I am planning to consult with a lawyer who is my sister's neighbor. With things tight financially, I've had to wait a little while. Anyways, I can tell my kids are being effected by my wife's seperation and abandonment. When she video chats with them now, they talk for a minute or two and then want to play outside or play games. I worry how they're gonna feel when I tell them mommy and daddy are seperating for good. Since I'm the one who is going to file, they may see me as the bad guy. They don't know the truth about why she left or anything regarding the affair. They are 5 & 10 years old, so I think they may be too young to understand. If anyone has advice or know of good books, websites I am all ears. 
On a side note, when we chatted last night I was able to hear beeps coming from my wife's email indicating she was receivng chat messages from someone else. I didn't say anything because I didn't want her to think I cared. But watching her talk to me and the kids while her eye would glance away and she would casually in a very sneaky kind of way type back to the other person triggered the past when the affair happened. I felt angry, but since I didn't ask, I may never know if it's just a friend or something more than that. And I know I shouldn't feel this way if I want to divorce her. I really shouldn't be pissed about it? Or is that ok?


----------



## Dadof3 (Mar 14, 2011)

Houstondad said:


> I am planning to consult with a lawyer who is my sister's neighbor. With things tight financially, I've had to wait a little while. Anyways, I can tell my kids are being effected by my wife's separation and abandonment. When she video chats with them now, they talk for a minute or two and then want to play outside or play games. I worry how they're gonna feel when I tell them mommy and daddy are separating for good. Since I'm the one who is going to file, they may see me as the bad guy. They don't know the truth about why she left or anything regarding the affair. They are 5 & 10 years old, so I think they may be too young to understand. If anyone has advice or know of good books, websites I am all ears.
> On a side note, when we chatted last night I was able to hear beeps coming from my wife's email indicating she was receiving chat messages from someone else. I didn't say anything because I didn't want her to think I cared. But watching her talk to me and the kids while her eye would glance away and she would casually in a very sneaky kind of way type back to the other person triggered the past when the affair happened. I felt angry, but since I didn't ask, I may never know if it's just a friend or something more than that. And I know I shouldn't feel this way if I want to divorce her. I really shouldn't be pissed about it? Or is that ok?


HD: Of course it is normal to feel that way - even if you want to divorce her. You can't shut if off immediately and will take time, akin to grieving the the loss (death) of a loved one.
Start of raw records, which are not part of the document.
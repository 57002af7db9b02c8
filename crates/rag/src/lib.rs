//! Encyclopedia-grounded question answering.
//!
//! Answers a conversational question from Wikipedia extracts: extract a
//! search topic, retrieve a few qualifying articles, assemble a grounded
//! (or explicitly empty) context, and generate a cited answer.

pub mod context;
pub mod encyclopedia;
pub mod generator;
pub mod pipeline;
pub mod topic;
pub mod types;
pub mod validation;

#[cfg(test)]
mod tests;

// Re-export commonly used types
pub use context::{ContextAssembler, ContextBundle, InstructionVariant};
pub use encyclopedia::{
    filter_and_cap, EncyclopediaApi, EncyclopediaClient, RetrievalPolicy, SearchHit, WikipediaApi,
};
pub use generator::{AnswerGenerator, GenerationSettings};
pub use pipeline::{PipelineStage, Query, RagPipeline};
pub use topic::{clean_topic, TopicExtractor, TopicSettings};
pub use types::{
    session_title, AnswerResult, Article, ConversationTurn, InputMode, SourceRef, Topic, Utterance,
};
pub use validation::validate_query_text;
//! Error types for WikiVoice.
//!
//! This module defines a unified error enum that covers all error categories
//! in the application: configuration, I/O, LLM, encyclopedia, prompt and
//! pipeline errors. Each variant carries a stable classification code so the
//! query-handling boundary can tell recoverable and fatal failures apart.

use thiserror::Error;

/// Message shown to users when a request cannot be answered at all.
pub const RETRY_MESSAGE: &str =
    "I'm sorry, I couldn't process your question right now. Please try again.";

/// Unified error type for WikiVoice.
///
/// All fallible functions return `Result<T, AppError>`.
/// We never panic; errors must be represented and propagated.
#[derive(Error, Debug)]
pub enum AppError {
    /// Configuration-related errors
    #[error("Configuration error: {0}")]
    Config(String),

    /// I/O and filesystem errors
    #[error("I/O error: {0}")]
    Io(#[from] std::io::Error),

    /// LLM provider errors (transport, status, malformed payload)
    #[error("LLM error: {0}")]
    Llm(String),

    /// Encyclopedia service errors
    #[error("Encyclopedia error: {0}")]
    Encyclopedia(String),

    /// Prompt system errors
    #[error("Prompt error: {0}")]
    Prompt(String),

    /// Rejected user input
    #[error("Invalid query: {0}")]
    Validation(String),

    /// Topic extraction failed; the pipeline recovers by using the raw utterance
    #[error("Topic extraction failed: {0}")]
    Extraction(String),

    /// The answer could not be generated
    #[error("Generation unavailable: {0}")]
    GenerationUnavailable(String),

    /// A remote call or the whole request ran past its deadline
    #[error("Remote timeout: {0}")]
    RemoteTimeout(String),

    /// The originating request went away
    #[error("Request cancelled")]
    Cancelled,

    /// Serialization/deserialization errors
    #[error("Serialization error: {0}")]
    Serialization(String),

    /// Generic errors
    #[error("{0}")]
    Other(String),
}

impl AppError {
    /// Stable classification code for this error.
    pub fn code(&self) -> &'static str {
        match self {
            AppError::Config(_) => "config_error",
            AppError::Io(_) => "io_error",
            AppError::Llm(_) => "llm_error",
            AppError::Encyclopedia(_) => "encyclopedia_error",
            AppError::Prompt(_) => "prompt_error",
            AppError::Validation(_) => "invalid_query",
            AppError::Extraction(_) => "extraction_failed_recovered",
            AppError::GenerationUnavailable(_) => "generation_unavailable",
            AppError::RemoteTimeout(_) => "remote_timeout",
            AppError::Cancelled => "cancelled",
            AppError::Serialization(_) => "serialization_error",
            AppError::Other(_) => "internal_error",
        }
    }

    /// Text that is safe to show to the person asking the question.
    ///
    /// Local setup problems (config, prompts, files, malformed input files)
    /// are shown as-is since retrying will not fix them. Remote failures get
    /// the generic retry text.
    pub fn user_message(&self) -> String {
        match self {
            AppError::Validation(reason) => reason.clone(),
            AppError::Cancelled => "The request was cancelled.".to_string(),
            AppError::Config(_)
            | AppError::Prompt(_)
            | AppError::Io(_)
            | AppError::Serialization(_) => self.to_string(),
            AppError::Llm(_)
            | AppError::Encyclopedia(_)
            | AppError::Extraction(_)
            | AppError::GenerationUnavailable(_)
            | AppError::RemoteTimeout(_)
            | AppError::Other(_) => RETRY_MESSAGE.to_string(),
        }
    }

    /// Whether this error came from a timeout.
    pub fn is_timeout(&self) -> bool {
        matches!(self, AppError::RemoteTimeout(_))
    }
}

impl From<serde_json::Error> for AppError {
    fn from(err: serde_json::Error) -> Self {
        AppError::Serialization(err.to_string())
    }
}

impl From<serde_yaml::Error> for AppError {
    fn from(err: serde_yaml::Error) -> Self {
        AppError::Serialization(err.to_string())
    }
}

/// Convenience type alias for Results with AppError.
pub type AppResult<T> = Result<T, AppError>;
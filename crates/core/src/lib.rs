//! WikiVoice Core Library
//!
//! This crate provides the foundational utilities shared by the WikiVoice crates:
//! - Error handling (`AppError`, `AppResult`)
//! - Logging infrastructure
//! - Configuration management

pub mod config;
pub mod error;
pub mod logging;

// Re-export commonly used types
pub use config::AppConfig;
pub use error::{AppError, AppResult};
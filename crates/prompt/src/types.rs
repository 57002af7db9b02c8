//! Prompt types for WikiVoice.

use serde::{Deserialize, Serialize};

/// A prompt definition, either built in or loaded from YAML.
#[derive(Debug, Clone, Serialize, Deserialize)]
pub struct PromptDefinition {
    /// Unique prompt identifier
    pub id: String,

    /// Human-readable title
    pub title: String,

    /// API version for schema evolution
    #[serde(rename = "apiVersion")]
    pub api_version: String,

    /// What the prompt is for
    #[serde(default)]
    pub description: String,

    /// Template string with Handlebars syntax
    pub template: String,
}

impl PromptDefinition {
    pub fn new(id: &str, title: &str, template: &str) -> Self {
        Self {
            id: id.to_string(),
            title: title.to_string(),
            api_version: "1.0".to_string(),
            description: String::new(),
            template: template.to_string(),
        }
    }
}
The kids will rebound, and may actually do so when someone simply explains that things couldn't go on with mom and dad anymore and she did in fact leave (they'll figure out that its called abandonment when they are older and understand it).

They need a safe and loving environment at home and carefully controlled interaction with their egg-donor of the female persuasion (shes NOT a mother - MOTHERS don't abandon their kids. She doesn't deserve the privilege!!!)
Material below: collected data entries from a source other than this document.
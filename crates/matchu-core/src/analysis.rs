//! ONNX-backed recognition engine: an SCRFD detector and an ArcFace
//! recognizer loaded from an InsightFace model pack.

use std::path::{Path, PathBuf};

use image::RgbImage;
use ort::session::Session;
use parking_lot::Mutex;

use crate::detector::FaceDetector;
use crate::engine::{Capability, EngineError, EngineFactory, EngineSettings, RecognitionEngine};
use crate::recognizer::FaceRecognizer;
use crate::types::DetectedFace;

const DETECTOR_PREFIXES: [&str; 2] = ["det_", "scrfd"];
const RECOGNIZER_PREFIXES: [&str; 3] = ["w600k", "glintr", "arcface"];

/// Execution target for ONNX sessions.
#[derive(Debug, Clone, Copy, PartialEq, Eq)]
pub enum Device {
    Cpu,
    Cuda(i32),
}

impl Device {
    /// Negative context ids select the CPU, as in InsightFace.
    pub fn from_ctx_id(ctx_id: i32) -> Self {
        if ctx_id < 0 {
            Device::Cpu
        } else {
            Device::Cuda(ctx_id)
        }
    }
}

pub(crate) fn build_session(model_path: &Path, device: Device) -> ort::Result<Session> {
    let builder = Session::builder()?.with_intra_threads(2)?;
    let builder = match device {
        Device::Cpu => builder,
        #[cfg(feature = "cuda")]
        Device::Cuda(id) => builder.with_execution_providers([
            ort::execution_providers::CUDAExecutionProvider::default()
                .with_device_id(id)
                .build(),
        ])?,
        #[cfg(not(feature = "cuda"))]
        Device::Cuda(id) => {
            tracing::warn!(
                device_id = id,
                "GPU context requested but built without `cuda`; using CPU"
            );
            builder
        }
    };
    builder.commit_from_file(model_path)
}

/// Detector and recognizer files found in a model pack directory.
#[derive(Debug, Clone, PartialEq, Eq)]
pub struct ModelPack {
    pub detector: PathBuf,
    pub recognizer: PathBuf,
}

impl ModelPack {
    /// Locate the detection and recognition models by file-name prefix.
    pub fn discover(dir: &Path) -> Result<Self, EngineError> {
        let entries =
            std::fs::read_dir(dir).map_err(|_| EngineError::ModelPackNotFound(dir.to_path_buf()))?;
        let mut onnx: Vec<PathBuf> = entries
            .filter_map(|e| e.ok().map(|e| e.path()))
            .filter(|p| p.extension().is_some_and(|ext| ext == "onnx"))
            .collect();
        onnx.sort();

        let pick = |prefixes: &[&str]| {
            onnx.iter()
                .find(|p| {
                    p.file_name()
                        .and_then(|n| n.to_str())
                        .is_some_and(|n| prefixes.iter().any(|pre| n.starts_with(pre)))
                })
                .cloned()
        };

        match (pick(&DETECTOR_PREFIXES), pick(&RECOGNIZER_PREFIXES)) {
            (Some(detector), Some(recognizer)) => Ok(Self { detector, recognizer }),
            _ => Err(EngineError::ModelPackNotFound(dir.to_path_buf())),
        }
    }
}

/// SCRFD + ArcFace pipeline over one model pack.
///
/// `ort` sessions need exclusive access to run, so each session sits behind
/// its own mutex; concurrent requests serialize per model, not per engine.
pub struct FaceAnalysis {
    detector: Mutex<FaceDetector>,
    recognizer: Mutex<FaceRecognizer>,
}

impl FaceAnalysis {
    pub fn load(settings: &EngineSettings) -> Result<Self, EngineError> {
        let pack = ModelPack::discover(&settings.model_dir())?;
        let device = Device::from_ctx_id(settings.ctx_id);

        let detector = FaceDetector::load(&pack.detector, settings.det_size, device)?;
        let recognizer = FaceRecognizer::load(&pack.recognizer, device)?;
        tracing::info!(model = %settings.model_name, ?device, "face analysis ready");

        Ok(Self {
            detector: Mutex::new(detector),
            recognizer: Mutex::new(recognizer),
        })
    }
}

impl RecognitionEngine for FaceAnalysis {
    fn detect(&self, image: &RgbImage) -> Result<Vec<DetectedFace>, EngineError> {
        let boxes = self.detector.lock().detect(image)?;
        if boxes.is_empty() {
            return Ok(Vec::new());
        }

        let mut recognizer = self.recognizer.lock();
        boxes
            .into_iter()
            .map(|bbox| {
                let embedding = match bbox.landmarks {
                    Some(_) => Some(recognizer.extract(image, &bbox)?),
                    None => None,
                };
                Ok(DetectedFace { bbox, embedding })
            })
            .collect()
    }
}

/// Builds [`FaceAnalysis`] engines from the configured model pack.
#[derive(Debug, Default, Clone, Copy)]
pub struct OnnxFactory;

impl EngineFactory for OnnxFactory {
    type Engine = FaceAnalysis;

    fn probe(&self, settings: &EngineSettings) -> Capability {
        match ModelPack::discover(&settings.model_dir()) {
            Ok(_) => Capability::Available,
            Err(e) => Capability::Unavailable(e.to_string()),
        }
    }

    fn construct(&self, settings: &EngineSettings) -> Result<FaceAnalysis, EngineError> {
        FaceAnalysis::load(settings)
    }
}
She walked out on ALL of u. I honestly don't understand why you have bent over backward for her to make nice with the kids and you.

Whether she is still cheating with the last guy, or someone new - find a way to make the divorce happen quick! and find someone who can help you explain this to the kids in a context appropriate for their age.
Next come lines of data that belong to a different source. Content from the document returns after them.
//! Test doubles for the engine seam: a scripted engine keyed by image
//! color, a counting factory and a manually advanced clock.

use std::collections::HashMap;
use std::io::Cursor;
use std::sync::atomic::{AtomicUsize, Ordering};
use std::sync::Arc;
use std::time::{Duration, Instant};

use image::{ImageFormat, Rgb, RgbImage};
use parking_lot::Mutex;

use crate::engine::{Capability, EngineError, EngineFactory, EngineSettings, RecognitionEngine};
use crate::lifecycle::Clock;
use crate::types::{BoundingBox, DetectedFace, Embedding};

/// Clock that only moves when told to.
#[derive(Clone)]
pub struct FakeClock {
    base: Instant,
    offset: Arc<Mutex<Duration>>,
}

impl FakeClock {
    pub fn new() -> Self {
        Self {
            base: Instant::now(),
            offset: Arc::new(Mutex::new(Duration::ZERO)),
        }
    }

    pub fn advance(&self, by: Duration) {
        *self.offset.lock() += by;
    }
}

impl Default for FakeClock {
    fn default() -> Self {
        Self::new()
    }
}

impl Clock for FakeClock {
    fn now(&self) -> Instant {
        self.base + *self.offset.lock()
    }
}

#[derive(Debug, Clone)]
enum Script {
    Faces(Vec<DetectedFace>),
    Fail(String),
}

/// Engine whose answer depends on the color of the image's top-left pixel.
/// Unscripted colors yield no faces.
#[derive(Debug, Clone, Default)]
pub struct ScriptedEngine {
    scripts: HashMap<[u8; 3], Script>,
}

impl RecognitionEngine for ScriptedEngine {
    fn detect(&self, image: &RgbImage) -> Result<Vec<DetectedFace>, EngineError> {
        let Rgb(color) = *image.get_pixel(0, 0);
        match self.scripts.get(&color) {
            Some(Script::Faces(faces)) => Ok(faces.clone()),
            Some(Script::Fail(message)) => Err(EngineError::Backend(message.clone())),
            None => Ok(Vec::new()),
        }
    }
}

#[derive(Default)]
struct FactoryInner {
    constructions: AtomicUsize,
}

/// Factory that counts constructions and can fail on demand.
#[derive(Clone, Default)]
pub struct ScriptedFactory {
    inner: Arc<FactoryInner>,
    fail_first: usize,
    delay: Duration,
    capability: Option<String>,
    engine: ScriptedEngine,
}

impl ScriptedFactory {
    /// Fail the first `n` construction attempts.
    pub fn fail_first(mut self, n: usize) -> Self {
        self.fail_first = n;
        self
    }

    /// Sleep inside `construct` to widen race windows.
    pub fn construct_delay(mut self, delay: Duration) -> Self {
        self.delay = delay;
        self
    }

    /// Report the backend as missing from `probe`.
    pub fn unavailable(mut self, reason: &str) -> Self {
        self.capability = Some(reason.to_string());
        self
    }

    pub fn with_faces(mut self, color: [u8; 3], faces: Vec<DetectedFace>) -> Self {
        self.engine.scripts.insert(color, Script::Faces(faces));
        self
    }

    pub fn with_failure(mut self, color: [u8; 3], message: &str) -> Self {
        self.engine.scripts.insert(color, Script::Fail(message.to_string()));
        self
    }

    pub fn constructions(&self) -> usize {
        self.inner.constructions.load(Ordering::SeqCst)
    }
}

impl EngineFactory for ScriptedFactory {
    type Engine = ScriptedEngine;

    fn probe(&self, _settings: &EngineSettings) -> Capability {
        match &self.capability {
            Some(reason) => Capability::Unavailable(reason.clone()),
            None => Capability::Available,
        }
    }

    fn construct(&self, _settings: &EngineSettings) -> Result<ScriptedEngine, EngineError> {
        let attempt = self.inner.constructions.fetch_add(1, Ordering::SeqCst);
        if !self.delay.is_zero() {
            std::thread::sleep(self.delay);
        }
        if attempt < self.fail_first {
            return Err(EngineError::Backend(format!("scripted failure #{}", attempt + 1)));
        }
        Ok(self.engine.clone())
    }
}

/// A face with corner coordinates and an optional embedding.
pub fn face(x1: f32, y1: f32, x2: f32, y2: f32, embedding: Option<Vec<f32>>) -> DetectedFace {
    DetectedFace {
        bbox: BoundingBox::from_corners(x1, y1, x2, y2, 0.9),
        embedding: embedding.map(Embedding::new),
    }
}

/// PNG bytes of a small image filled with `color`.
pub fn solid_png(color: [u8; 3]) -> Vec<u8> {
    let image = RgbImage::from_pixel(8, 8, Rgb(color));
    let mut bytes = Vec::new();
    image
        .write_to(&mut Cursor::new(&mut bytes), ImageFormat::Png)
        .expect("in-memory PNG encoding");
    bytes
}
They already know who the "good guy" is - no one needs to explain that - its the parent that has stuck with them no matter what.

So sad for you and your family.

Good luck! 

For those readers who also follow some of my comments on Sham's Divorce thread: THIS, in my opinion is a perfect candidate for the GO DARK as a BLACK HOLE move. 

She should get ZILCH interaction with the hubby and kids! Anyone agree?


----------



## HurtinginTN (Feb 22, 2011)

In my signature is a link to a post by Pit of My Stomach about a book. I have a copy and it has helped with the kids. There are different chapters for different age ranges. I highly recommend it. 

It is good that you are giving your children access to their mother. Try not to say anything bad about her in their presence. I have trouble with that one, still. But the kids basically realize they are part you and part her and internalize anything bad about either one of you. 

We separated first and after about a month or so of that, I told my kids we were getting a divorce. They were like, "OK. We see you more now with the separation than we did before anyway." They did have some questions, but we went through all of them. I still think it would be ideal for a family to stay together. However, there are cases where that is just not possible, including mine.


----------



## Elliott (Sep 13, 2011)

When I was 12 years old (my sister was 10) my parents Divorced. The root reason was because of money. My mom took my sister and I and left New York and headed for Atlanta.

For the first three years of the divorce, my sister and I (especially my sister since she's the daddy's girl, and my dad sent us copies of the paper to show that it was our mother that filled. So my sister gave our mom extra "hell" because of her actions), tried to bring our parents back together. Of course, our efforts were pointless. 

We went through a depression, our grades suffered, my sister got into some fights and I started shutting my mother out. 

Fast forward 16 years after the divorce,my sister and I "got over it". But because of our parents divorce, my sister is afraid to 'let a man "run" her life". Because of the divorce, I take my lazy wife's crap and affair because I didn't want to put my two young girls through what I went through. 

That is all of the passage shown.